Getting Started

A discussion with a friend of mine inspired this post. We were discussing my projects over a toddler picnic lunch amd she expressed that she “wouldn’t know where to start!” This struck a chord with me because at various points over the last 12 months I too have looked at some steps and found them too over whelming to take on.

It also reminded me of how I sometimes feel these life choices can be a burdan. I had a bit of a melt down over a difficult shop with my two monsters a few weeks ago. Toddler-monster was being a pain, I had loads to carry and a shop assistant was snooty with me when I tried to avoid packaging. I questioned why this was so hard, why aren’t the big businesses doing more to make this easier for the consumer? If it’s hard for me as a motivated individual it will be next to impossible to pursuade others. And what about those on very tight budgets for whom choosing the more expensive item because it’s packaged in cardboard is not an option?

Then I reminded myself that change takes time. Motivated individuals need to do all they can to lobby businesses and use their consumer power. Rome was not built in a day and every step is a good step.

So the aim of this post is to inspire and help with getting started on a path to a  more ecologically aware way of living. I remember growing up in the 80’s and nobody had a recycle bin and nobody took their own bags to the shops. These things are second nature to us now amd should serve to remind us that we are moving in the right direction.

Tip 1 – Choose one thing to change

Start with small steps. Small steps that are allowed to embed are much more likely to be sustained. So pick one change that you can make easily and start your journey there. Hopefully you will feel inspired to make another change in the not too distant future.

Tip 2 – Choose an easy change to start

Research some options for small changes and you may be suprised by how many you already do. Remember just pick one! Changes I found easy were:

  • Shopping bags – stash them in the car boot and then you’re never without one.
  • Bamboo tooth brushes (a few clicks to order online – I bought ours from Save Some Green)
  • Coffee – get hold of a small thermos and pack it on days when you’d otherwise buy one.
  • Take a packed lunch – save your pocket and some packaging!

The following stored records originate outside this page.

//! Transport module - blocking stream sockets.
//!
//! Provides one capability interface, [`Transport`], over:
//! - TCP/IP sockets ([`TcpTransport`])
//! - Unix Domain Sockets ([`UnixTransport`], unix only)
//!
//! [`SocketTransport`] is the closed set of both, selected from an [`Address`].
//!
//! Every read and write is a single blocking system call. Short reads and
//! partial writes are returned to the caller as-is.

mod address;
mod tcp;
#[cfg(unix)]
mod unix;

use std::io::{Read, Write};

pub use address::Address;
pub use tcp::TcpTransport;
#[cfg(unix)]
pub use unix::{UnixTransport, MAX_SOCKET_PATH_LEN, SUN_PATH_CAPACITY};

use crate::error::{FcgiError, Result};

/// Byte-level access to one connected stream socket.
///
/// A transport owns at most one socket. `connect` replaces it, `close`
/// releases it, and dropping the transport closes it.
pub trait Transport {
    /// Close any existing connection, then connect to the configured address.
    fn connect(&mut self) -> Result<()>;

    /// One blocking receive. May return fewer bytes than `buf` holds; `Ok(0)`
    /// means the peer closed the connection.
    fn read(&mut self, buf: &mut [u8]) -> Result<usize>;

    /// One blocking send. May write fewer bytes than `buf` holds.
    fn write(&mut self, buf: &[u8]) -> Result<usize>;

    /// Release the socket. Safe to call repeatedly or when never connected.
    fn close(&mut self);

    /// True while a socket is held, i.e. between a successful `connect` and `close`.
    fn is_connected(&self) -> bool;
}

pub(crate) fn stream_read<S: Read>(stream: Option<&mut S>, buf: &mut [u8]) -> Result<usize> {
    let stream = stream.ok_or(FcgiError::NotConnected)?;
    Ok(stream.read(buf)?)
}

pub(crate) fn stream_write<S: Write>(stream: Option<&mut S>, buf: &[u8]) -> Result<usize> {
    let stream = stream.ok_or(FcgiError::NotConnected)?;
    Ok(stream.write(buf)?)
}

/// Either socket variant behind one type.
#[derive(Debug)]
pub enum SocketTransport {
    Tcp(TcpTransport),
    #[cfg(unix)]
    Unix(UnixTransport),
}

impl SocketTransport {
    /// Create an unconnected transport for `address`.
    pub fn new(address: &Address) -> Result<Self> {
        match address {
            Address::Tcp(addr) => Ok(Self::Tcp(TcpTransport::from_socket_addr(*addr))),
            #[cfg(unix)]
            Address::Unix(path) => Ok(Self::Unix(UnixTransport::new(path)?)),
            #[cfg(not(unix))]
            Address::Unix(path) => Err(FcgiError::InvalidAddress(format!(
                "unix sockets are not supported on this platform: {}",
                path.display()
            ))),
        }
    }

    /// Create a transport for `address` and connect immediately.
    ///
    /// # Example
    ///
    /// ```no_run
    /// use fcgi_client::transport::{Address, SocketTransport};
    ///
    /// let address: Address = "unix:/run/php/php-fpm.sock".parse()?;
    /// let transport = SocketTransport::open(&address)?;
    /// # Ok::<(), fcgi_client::FcgiError>(())
    /// ```
    pub fn open(address: &Address) -> Result<Self> {
        let mut transport = Self::new(address)?;
        transport.connect()?;
        Ok(transport)
    }

    fn as_dyn(&mut self) -> &mut dyn Transport {
        match self {
            Self::Tcp(t) => t,
            #[cfg(unix)]
            Self::Unix(t) => t,
        }
    }
}

impl Transport for SocketTransport {
    fn connect(&mut self) -> Result<()> {
        self.as_dyn().connect()
    }

    fn read(&mut self, buf: &mut [u8]) -> Result<usize> {
        self.as_dyn().read(buf)
    }

    fn write(&mut self, buf: &[u8]) -> Result<usize> {
        self.as_dyn().write(buf)
    }

    fn close(&mut self) {
        self.as_dyn().close()
    }

    fn is_connected(&self) -> bool {
        match self {
            Self::Tcp(t) => t.is_connected(),
            #[cfg(unix)]
            Self::Unix(t) => t.is_connected(),
        }
    }
}

impl<T: Transport + ?Sized> Transport for Box<T> {
    fn connect(&mut self) -> Result<()> {
        (**self).connect()
    }

    fn read(&mut self, buf: &mut [u8]) -> Result<usize> {
        (**self).read(buf)
    }

    fn write(&mut self, buf: &[u8]) -> Result<usize> {
        (**self).write(buf)
    }

    fn close(&mut self) {
        (**self).close()
    }

    fn is_connected(&self) -> bool {
        (**self).is_connected()
    }
}
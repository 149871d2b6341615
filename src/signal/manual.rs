//! In-process scheme source with live change dispatch.

use std::sync::{Arc, Mutex};

use super::{SchemeListener, SchemeSignal, SignalError, WatchId};
use crate::mode::ColorMode;

/// A scheme source driven by explicit [`ManualScheme::set`] calls.
///
/// Cloning yields a handle onto the same underlying signal, so one clone can
/// be handed to a store while another drives it. Hosts use this to bridge
/// scheme-change events from a windowing toolkit; tests use it to simulate
/// the OS flipping between light and dark.
///
/// # Example
///
/// ```rust
/// use duotone::{ColorMode, ManualScheme, MemoryStorage, ThemeStore};
///
/// let scheme = ManualScheme::new(ColorMode::Light);
/// let store = ThemeStore::initialize(MemoryStorage::new(), scheme.clone());
/// assert_eq!(store.mode(), ColorMode::Light);
///
/// scheme.set(ColorMode::Dark);
/// assert_eq!(store.mode(), ColorMode::Dark);
/// ```
#[derive(Clone)]
pub struct ManualScheme {
    inner: Arc<Mutex<Inner>>,
}

struct Inner {
    mode: ColorMode,
    next_id: u64,
    listeners: Vec<(WatchId, SchemeListener)>,
}

impl ManualScheme {
    /// Creates a source reporting `mode`.
    pub fn new(mode: ColorMode) -> Self {
        Self {
            inner: Arc::new(Mutex::new(Inner {
                mode,
                next_id: 0,
                listeners: Vec::new(),
            })),
        }
    }

    /// Updates the reported scheme, dispatching to listeners on change.
    ///
    /// Setting the value already reported is a no-op, matching platform
    /// change feeds that only fire on transitions. Listeners are invoked
    /// synchronously and must not call back into this source.
    pub fn set(&self, mode: ColorMode) {
        let mut inner = self.inner.lock().unwrap();
        if inner.mode == mode {
            return;
        }
        inner.mode = mode;
        for (_, listener) in &mut inner.listeners {
            listener(mode);
        }
    }

    /// Number of currently registered listeners.
    pub fn listener_count(&self) -> usize {
        self.inner.lock().unwrap().listeners.len()
    }
}

impl std::fmt::Debug for ManualScheme {
    fn fmt(&self, f: &mut std::fmt::Formatter<'_>) -> std::fmt::Result {
        let inner = self.inner.lock().unwrap();
        f.debug_struct("ManualScheme")
            .field("mode", &inner.mode)
            .field("listeners", &inner.listeners.len())
            .finish()
    }
}

impl SchemeSignal for ManualScheme {
    fn current(&self) -> ColorMode {
        self.inner.lock().unwrap().mode
    }

    fn watch(&self, listener: SchemeListener) -> Result<WatchId, SignalError> {
        let mut inner = self.inner.lock().unwrap();
        let id = WatchId(inner.next_id);
        inner.next_id += 1;
        inner.listeners.push((id, listener));
        Ok(id)
    }

    fn unwatch(&self, id: WatchId) {
        self.inner
            .lock()
            .unwrap()
            .listeners
            .retain(|(watch_id, _)| *watch_id != id);
    }
}

#[cfg(test)]
mod tests {
    use super::*;
    use std::sync::atomic::{AtomicUsize, Ordering};

    #[test]
    fn test_current_reflects_set() {
        let scheme = ManualScheme::new(ColorMode::Light);
        assert_eq!(scheme.current(), ColorMode::Light);
        scheme.set(ColorMode::Dark);
        assert_eq!(scheme.current(), ColorMode::Dark);
    }

    #[test]
    fn test_set_dispatches_on_change_only() {
        let scheme = ManualScheme::new(ColorMode::Light);
        let calls = Arc::new(AtomicUsize::new(0));
        let counter = Arc::clone(&calls);
        scheme
            .watch(Box::new(move |_| {
                counter.fetch_add(1, Ordering::SeqCst);
            }))
            .unwrap();

        scheme.set(ColorMode::Light);
        assert_eq!(calls.load(Ordering::SeqCst), 0);

        scheme.set(ColorMode::Dark);
        assert_eq!(calls.load(Ordering::SeqCst), 1);
    }

    #[test]
    fn test_unwatch_removes_listener() {
        let scheme = ManualScheme::new(ColorMode::Light);
        let id = scheme.watch(Box::new(|_| {})).unwrap();
        assert_eq!(scheme.listener_count(), 1);

        scheme.unwatch(id);
        assert_eq!(scheme.listener_count(), 0);

        // Unknown id after removal is ignored.
        scheme.unwatch(id);
    }

    #[test]
    fn test_clones_share_the_signal() {
        let scheme = ManualScheme::new(ColorMode::Light);
        let driver = scheme.clone();
        driver.set(ColorMode::Dark);
        assert_eq!(scheme.current(), ColorMode::Dark);
    }
}
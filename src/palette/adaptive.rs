//! Light/dark palette pairs.

use super::palette::Palette;
use crate::mode::ColorMode;

/// A palette pair selected by the effective color mode.
///
/// Components keep one `AdaptivePalette` and call [`AdaptivePalette::select`]
/// with the mode received from a [`crate::ThemeStore`] subscription.
///
/// # Example
///
/// ```rust
/// use duotone::{AdaptivePalette, ColorMode, ManualScheme, MemoryStorage, ThemeStore};
///
/// let palette = AdaptivePalette::builtin();
/// let store = ThemeStore::initialize(
///     MemoryStorage::new(),
///     ManualScheme::new(ColorMode::Dark),
/// );
///
/// let active = palette.select(store.mode());
/// assert!(active.has("surface"));
/// ```
#[derive(Debug, Clone)]
pub struct AdaptivePalette {
    light: Palette,
    dark: Palette,
}

impl AdaptivePalette {
    /// Creates an adaptive palette with separate light and dark variants.
    pub fn new(light: Palette, dark: Palette) -> Self {
        Self { light, dark }
    }

    /// The built-in light/dark pair.
    pub fn builtin() -> Self {
        Self::new(Palette::light(), Palette::dark())
    }

    /// Selects the palette for `mode`.
    pub fn select(&self, mode: ColorMode) -> &Palette {
        match mode {
            ColorMode::Light => &self.light,
            ColorMode::Dark => &self.dark,
        }
    }
}

impl Default for AdaptivePalette {
    fn default() -> Self {
        Self::builtin()
    }
}
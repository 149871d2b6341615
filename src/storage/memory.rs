//! In-memory storage backend.

use std::collections::HashMap;
use std::sync::{Arc, Mutex};

use super::{PreferenceStorage, StorageError};

/// A shared-handle in-memory backend.
///
/// Cloning yields a handle onto the same entries, so two stores constructed
/// from clones of one `MemoryStorage` observe each other's writes, the way
/// two browser tabs share localStorage. This is the default backend for
/// tests and for hosts that keep the preference for the process lifetime
/// only.
///
/// # Example
///
/// ```rust
/// use duotone::{MemoryStorage, PreferenceStorage};
///
/// let mut storage = MemoryStorage::new();
/// storage.write("darkMode", "true").unwrap();
///
/// let other = storage.clone();
/// assert_eq!(other.read("darkMode").unwrap().as_deref(), Some("true"));
/// ```
#[derive(Debug, Clone, Default)]
pub struct MemoryStorage {
    entries: Arc<Mutex<HashMap<String, String>>>,
}

impl MemoryStorage {
    /// Creates an empty backend.
    pub fn new() -> Self {
        Self::default()
    }
}

impl PreferenceStorage for MemoryStorage {
    fn read(&self, key: &str) -> Result<Option<String>, StorageError> {
        Ok(self.entries.lock().unwrap().get(key).cloned())
    }

    fn write(&mut self, key: &str, value: &str) -> Result<(), StorageError> {
        self.entries
            .lock()
            .unwrap()
            .insert(key.to_string(), value.to_string());
        Ok(())
    }

    fn remove(&mut self, key: &str) -> Result<(), StorageError> {
        self.entries.lock().unwrap().remove(key);
        Ok(())
    }
}

#[cfg(test)]
mod tests {
    use super::*;

    #[test]
    fn test_read_absent_key() {
        let storage = MemoryStorage::new();
        assert_eq!(storage.read("darkMode").unwrap(), None);
    }

    #[test]
    fn test_write_then_read() {
        let mut storage = MemoryStorage::new();
        storage.write("darkMode", "false").unwrap();
        assert_eq!(storage.read("darkMode").unwrap().as_deref(), Some("false"));
    }

    #[test]
    fn test_clones_share_entries() {
        let mut storage = MemoryStorage::new();
        let reader = storage.clone();

        storage.write("darkMode", "true").unwrap();
        assert_eq!(reader.read("darkMode").unwrap().as_deref(), Some("true"));
    }

    #[test]
    fn test_remove_is_idempotent() {
        let mut storage = MemoryStorage::new();
        storage.write("darkMode", "true").unwrap();
        storage.remove("darkMode").unwrap();
        storage.remove("darkMode").unwrap();
        assert_eq!(storage.read("darkMode").unwrap(), None);
    }
}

Tip 3 – Reduction is positive

I would love to say that as a family we now completely avoid all plastic packaging, but I’d be lying. I squirm at the thought that we own two Diesel cars. Some days I have to use my tumble dryer. Sometimes I forget to pick up a bag for life. But we are trying to do these things less frequently. We still use disposable nappies for Baby-Monster at night but we use an awful lot less than we did for Toddler-Monster. Reduction is better than not bothering at all.

Tip 4 – Follow some zero waste social media groups

I’ve found some great ideas and inspiration by reading about the journey others are taking. Fellow posters have supported me on aspects I’ve found tricky and kept me on track with the reason we’re trying to do better. Some groups/pages I like are Zero Waste Weekly and A Week Without Plastic. Social media was really helpful when I gave up shampoo. I was inspired to start a local group but it’s still in its infancy.

Tip 5 – Commit

You’ve picked one small change, one that you think fits your lifestyle and is achievable. So now commit to it. Tell you’re friends, get your family on board. Give it a good few weeks and then assess how well it’s working for you. Most things I’ve tried have taken a while to tweek and refine before they really work. Give yourself a pat on the back for taking the first step in what I hope you’ll find an interesting journey.